Random Samples

Science  24 Jul 1998:
Vol. 281, Issue 5376, pp. 511
  1. More on Silicone Implants

    In the third such report in the United Kingdom in 7 years, a scientific panel appointed by the British government has concluded that there is no evidence that silicone-gel breast implants cause disease.

    The panel, headed by University of Glasgow rheumatologist Roger D. Sturrock, was formed in response to pressure from women's groups. One hypothesis they examined in detail was that leaked silicone could break down to silica, which might cause autoimmune diseases such as arthritis. But examination of tissue slides supplied by pathologist Radford Shanklin of the University of Tennessee, Memphis, showed only silicone. The panel concluded that the implants “are not associated with any greater health risk than other surgical implants.”

    Patient groups are still unsatisfied, claiming that the panel should have held public meetings. Laurence Gerlis, a physician advising the Silicone Support Group UK, says there is still no good explanation for the fact that a small number of implant recipients have clearly suffered adverse reactions.

    Meanwhile in the United States, which has had a moratorium on silicone implants since 1992, two more reports are forthcoming. One panel, headed by epidemiologist Barbara Hulka of the University of North Carolina, Chapel Hill, is expected to report in September on a court-ordered investigation of alleged effects on the immune system. Finally, a panel of the Institute of Medicine is preparing what staff director Roger Herdman hopes will be the “definitive” word, due in July 1999.

  2. Modeling Fossils in Jell-O

    Scientists have long puzzled over how to classify Ediacarans, little floppy sea creatures that lived about 600 million years ago, because the only evidence they left are impressions in sandstone.

    Now two paleontologists, Kenneth Schopf of Harvard and Tomasz Baumiller of the University of Michigan, Ann Arbor, have done a novel modeling experiment that they believe will help with Ediacaran taxonomy by showing that at least one type, the flat, oval-shaped Dickinsonia, may not have lived on the seabed surface, as is generally supposed.

    DickinsonidP. CRIMES

    Schopf and Baumiller modeled the 13-cm-long creature in various densities of Jell-O-like Polygel, then subjected it to flowing water at different speeds. A dickinsonid as dense as a soft-bodied worm is unstable at currents fast enough to deposit the sands in which they are often preserved, the scientists report in the summer issue of Lethaia. To be stable, it would have to be as dense as a flounder or live buried in the seabed. Either option would rule out Dickinsonia's “conventional construction as a free-living, flattened worm,” says Schopf.

    Soren Jensen of Cambridge University says modeling Ediacarans in gel has “great potential”—but he still favors a scenario that places Dickinsonia in quiet locales where sticky microbial mats helped them adhere to the seabed.

  3. Self-Shearing Sheep

    First man tamed fire. Then he invented agriculture. Now, after 5000 years of shearing sheep by hand, he's created Bioclip, which leaves the job to the sheep.

    Bioclip is based on a common protein called epidermal growth factor (EGF). Discovered 2 decades ago by biochemist Stanley Cohen of Vanderbilt University in Nashville, Tennessee, EGF stimulates the growth of various types of tissues in animals and causes one type of sheep to molt periodically. CSIRO, the Australian research agency, has spent 20 years looking into how to harness EGF in the sheep industry and has now incorporated it into a biological substitute for shears. At shearing time, says Pat Wilson of CSIRO's animal production facility, a sheep gets an injection of Bioclip and is then fitted with a net that catches the fleece as it falls off, a process that takes about a week.

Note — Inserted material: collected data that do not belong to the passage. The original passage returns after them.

//! Configuration types

use crate::{ConfigError, LockMode, TaskStateError, TaskStateResult};
use serde::{Deserialize, Serialize};
use std::fmt;
use std::path::{Path, PathBuf};
use std::time::Duration;

/// Name of the task artifact state cache directory.
pub const TASK_ARTIFACTS_CACHE_NAME: &str = "taskArtifacts";

/// Display name used in logs and lock timeout messages.
pub const TASK_ARTIFACTS_DISPLAY_NAME: &str = "task artifact state cache";

/// Whether cache access scopes may be requested from several threads at once.
///
/// Fixed for the lifetime of a coordinator session.
#[derive(Debug, Clone, Copy, PartialEq, Eq, Hash, Serialize, Deserialize)]
pub enum ParallelismMode {
    /// A single build thread is expected to use the cache
    Serial,
    /// Several worker threads share the cache, serialized by the coordinator
    Parallel,
}

impl ParallelismMode {
    /// Derive the mode from the configured worker thread count.
    ///
    /// Zero means the build does not execute tasks in parallel.
    pub fn from_thread_count(parallel_thread_count: usize) -> Self {
        if parallel_thread_count == 0 {
            ParallelismMode::Serial
        } else {
            ParallelismMode::Parallel
        }
    }

    pub fn is_parallel(&self) -> bool {
        matches!(self, ParallelismMode::Parallel)
    }
}

impl fmt::Display for ParallelismMode {
    fn fmt(&self, f: &mut fmt::Formatter<'_>) -> fmt::Result {
        match self {
            ParallelismMode::Serial => write!(f, "serial"),
            ParallelismMode::Parallel => write!(f, "parallel"),
        }
    }
}

/// Configuration consumed once when a cache access coordinator is built.
#[derive(Debug, Clone, PartialEq, Serialize, Deserialize)]
#[serde(default)]
pub struct CacheAccessConfig {
    /// Root directory holding the cache; the store lives in `cache_dir/cache_name`.
    pub cache_dir: PathBuf,
    pub cache_name: String,
    pub display_name: String,
    pub lock_mode: LockMode,
    /// Worker thread count of the build; 0 selects serial mode.
    pub parallel_thread_count: usize,
    /// Bounded wait for the cross-process lock.
    pub lock_timeout_ms: u64,
    pub lock_poll_interval_ms: u64,
    /// LMDB map size.
    pub map_size_mb: usize,
    /// Maximum number of named caches (LMDB named databases).
    pub max_partitions: u32,
}

impl Default for CacheAccessConfig {
    fn default() -> Self {
        Self {
            cache_dir: PathBuf::new(),
            cache_name: TASK_ARTIFACTS_CACHE_NAME.to_string(),
            display_name: TASK_ARTIFACTS_DISPLAY_NAME.to_string(),
            lock_mode: LockMode::Exclusive,
            parallel_thread_count: 0,
            lock_timeout_ms: 60_000,
            lock_poll_interval_ms: 50,
            map_size_mb: 64,
            max_partitions: 32,
        }
    }
}

impl CacheAccessConfig {
    /// Build the configuration of the task artifact state cache under `cache_dir`.
    pub fn task_artifacts(cache_dir: impl Into<PathBuf>, parallel_thread_count: usize) -> Self {
        Self {
            cache_dir: cache_dir.into(),
            parallel_thread_count,
            ..Self::default()
        }
    }

    /// Parse a configuration from TOML. Missing fields take their defaults.
    pub fn from_toml_str(input: &str) -> TaskStateResult<Self> {
        let config: Self = toml::from_str(input).map_err(|e| {
            TaskStateError::Config(ConfigError::Parse {
                reason: e.to_string(),
            })
        })?;
        config.validate()?;
        Ok(config)
    }

    /// Set the cache name (directory and lock file stem).
    pub fn with_cache_name(mut self, name: impl Into<String>) -> Self {
        self.cache_name = name.into();
        self
    }

    /// Set the display name.
    pub fn with_display_name(mut self, name: impl Into<String>) -> Self {
        self.display_name = name.into();
        self
    }

    /// Set the lock mode.
    pub fn with_lock_mode(mut self, mode: LockMode) -> Self {
        self.lock_mode = mode;
        self
    }

    /// Set the worker thread count.
    pub fn with_parallel_thread_count(mut self, count: usize) -> Self {
        self.parallel_thread_count = count;
        self
    }

    /// Set the lock timeout.
    pub fn with_lock_timeout(mut self, timeout: Duration) -> Self {
        self.lock_timeout_ms = timeout.as_millis() as u64;
        self
    }

    /// Set the lock poll interval.
    pub fn with_lock_poll_interval(mut self, interval: Duration) -> Self {
        self.lock_poll_interval_ms = interval.as_millis() as u64;
        self
    }

    /// Set the LMDB map size.
    pub fn with_map_size_mb(mut self, size: usize) -> Self {
        self.map_size_mb = size;
        self
    }

    /// Set the maximum number of named caches.
    pub fn with_max_partitions(mut self, count: u32) -> Self {
        self.max_partitions = count;
        self
    }

    pub fn parallelism(&self) -> ParallelismMode {
        ParallelismMode::from_thread_count(self.parallel_thread_count)
    }

    pub fn lock_timeout(&self) -> Duration {
        Duration::from_millis(self.lock_timeout_ms)
    }

    pub fn lock_poll_interval(&self) -> Duration {
        Duration::from_millis(self.lock_poll_interval_ms)
    }

    /// Directory holding the store files and the lock file.
    pub fn store_dir(&self) -> PathBuf {
        self.cache_dir.join(&self.cache_name)
    }

    /// Path of the advisory lock file.
    pub fn lock_path(&self) -> PathBuf {
        lock_path_for(&self.store_dir(), &self.cache_name)
    }

    /// Validate the configuration.
    /// Returns Ok(()) if valid, Err(TaskStateError::Config) if invalid.
    pub fn validate(&self) -> TaskStateResult<()> {
        if self.cache_dir.as_os_str().is_empty() {
            return Err(ConfigError::MissingRequired {
                field: "cache_dir".to_string(),
            }
            .into());
        }

        if self.cache_name.trim().is_empty() {
            return Err(invalid("cache_name", &self.cache_name, "cache_name must not be empty"));
        }

        if self.cache_name.contains(|c: char| c == '/' || c == '\\') {
            return Err(invalid(
                "cache_name",
                &self.cache_name,
                "cache_name must not contain path separators",
            ));
        }

        if self.display_name.trim().is_empty() {
            return Err(invalid(
                "display_name",
                &self.display_name,
                "display_name must not be empty",
            ));
        }

        if self.lock_timeout_ms == 0 {
            return Err(invalid("lock_timeout_ms", "0", "lock_timeout_ms must be positive"));
        }

        if self.lock_poll_interval_ms == 0 {
            return Err(invalid(
                "lock_poll_interval_ms",
                "0",
                "lock_poll_interval_ms must be positive",
            ));
        }

        if self.lock_poll_interval_ms > self.lock_timeout_ms {
            return Err(invalid(
                "lock_poll_interval_ms",
                &self.lock_poll_interval_ms.to_string(),
                "lock_poll_interval_ms must not exceed lock_timeout_ms",
            ));
        }

        if self.map_size_mb == 0 {
            return Err(invalid("map_size_mb", "0", "map_size_mb must be positive"));
        }

        if self.max_partitions == 0 {
            return Err(invalid("max_partitions", "0", "max_partitions must be positive"));
        }

        Ok(())
    }
}

/// Lock file location for a store directory.
pub fn lock_path_for(store_dir: &Path, cache_name: &str) -> PathBuf {
    store_dir.join(format!("{}.lock", cache_name))
}

fn invalid(field: &str, value: &str, reason: &str) -> TaskStateError {
    TaskStateError::Config(ConfigError::InvalidValue {
        field: field.to_string(),
        value: value.to_string(),
        reason: reason.to_string(),
    })
}

#[cfg(test)]
mod tests {
    use super::*;

    fn valid_config() -> CacheAccessConfig {
        CacheAccessConfig::task_artifacts("/tmp/build-cache", 4)
    }

    #[test]
    fn test_task_artifacts_defaults() {
        let config = valid_config();
        assert_eq!(config.cache_name, "taskArtifacts");
        assert_eq!(config.display_name, "task artifact state cache");
        assert_eq!(config.lock_mode, LockMode::Exclusive);
        assert_eq!(config.parallelism(), ParallelismMode::Parallel);
        assert!(config.validate().is_ok());
    }

    #[test]
    fn test_zero_threads_is_serial() {
        assert_eq!(ParallelismMode::from_thread_count(0), ParallelismMode::Serial);
        assert_eq!(ParallelismMode::from_thread_count(1), ParallelismMode::Parallel);
        assert_eq!(ParallelismMode::from_thread_count(16), ParallelismMode::Parallel);
    }

    #[test]
    fn test_store_and_lock_paths() {
        let config = valid_config();
        assert_eq!(config.store_dir(), PathBuf::from("/tmp/build-cache/taskArtifacts"));
        assert_eq!(
            config.lock_path(),
            PathBuf::from("/tmp/build-cache/taskArtifacts/taskArtifacts.lock")
        );
    }

    #[test]
    fn test_validate_missing_cache_dir() {
        let config = CacheAccessConfig::default();
        match config.validate() {
            Err(TaskStateError::Config(ConfigError::MissingRequired { field })) => {
                assert_eq!(field, "cache_dir");
            }
            other => panic!("Expected MissingRequired, got {:?}", other),
        }
    }

    #[test]
    fn test_validate_zero_timeout() {
        let config = valid_config().with_lock_timeout(Duration::ZERO);
        assert!(matches!(
            config.validate(),
            Err(TaskStateError::Config(ConfigError::InvalidValue { ref field, .. })) if field == "lock_timeout_ms"
        ));
    }

    #[test]
    fn test_validate_poll_interval_exceeds_timeout() {
        let config = valid_config()
            .with_lock_timeout(Duration::from_millis(100))
            .with_lock_poll_interval(Duration::from_millis(500));
        assert!(config.validate().is_err());
    }

    #[test]
    fn test_validate_rejects_path_separator_in_name() {
        let config = valid_config().with_cache_name("../escape");
        assert!(config.validate().is_err());
    }

    #[test]
    fn test_from_toml_str_with_defaults() {
        let config = CacheAccessConfig::from_toml_str(
            r#"
            cache_dir = "/var/cache/build"
            parallel_thread_count = 8
            lock_mode = "Shared"
            "#,
        )
        .unwrap();
        assert_eq!(config.cache_dir, PathBuf::from("/var/cache/build"));
        assert_eq!(config.parallelism(), ParallelismMode::Parallel);
        assert_eq!(config.lock_mode, LockMode::Shared);
        assert_eq!(config.lock_timeout(), Duration::from_secs(60));
        assert_eq!(config.cache_name, TASK_ARTIFACTS_CACHE_NAME);
    }

    #[test]
    fn test_from_toml_str_parse_error() {
        let result = CacheAccessConfig::from_toml_str("cache_dir = [");
        assert!(matches!(
            result,
            Err(TaskStateError::Config(ConfigError::Parse { .. }))
        ));
    }

    #[test]
    fn test_from_toml_str_runs_validation() {
        let result = CacheAccessConfig::from_toml_str(
            r#"
            cache_dir = "/var/cache/build"
            map_size_mb = 0
            "#,
        );
        assert!(matches!(
            result,
            Err(TaskStateError::Config(ConfigError::InvalidValue { .. }))
        ));
    }
}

    Smooth shave for bioclipped sheepCSIRO

    Wilson and the company, Bioclip Pty Ltd. in New South Wales, say they will launch the product commercially in October and anticipate a big demand: The country's $3-billion-a-year wool industry produces 70% of the world's clothing wool. Soon barns Down Under may no longer ring with the sounds of spring shearing—instead, there will be 150 million merinos milling around in hairnets.

  4. Fingerprinting the Potato

    How can you tell if an “Idaho” baking potato was really grown in that spudly state? University of Idaho chemist Kim Anderson has developed a way to identify a potato through telltale trace elements.

    The Idaho potato is regarded as superior among tubers. So when the Idaho Potato Commission became concerned a few years ago that impostors were eating into the market, it asked Anderson for help.

    Organic chemicals make for unreliable fingerprints because they degrade over time, Anderson reported last month, at an American Chemical Society meeting in Pasco, Washington. So instead she dissolved pieces of potato in acid and looked for copper, iron, zinc, nickel, cadmium, vanadium, and a dozen other elements in the residues. She then compared the residues from 600 Idaho-grown potatoes to those in 600 potatoes from five states and two Canadian provinces. From this she developed a statistical model that can spot the real thing with 98% accuracy.

    Anderson's research will be “a valuable tool,” says Potato Commission attorney Pat Kole, for doing spot checks and investigating complaints.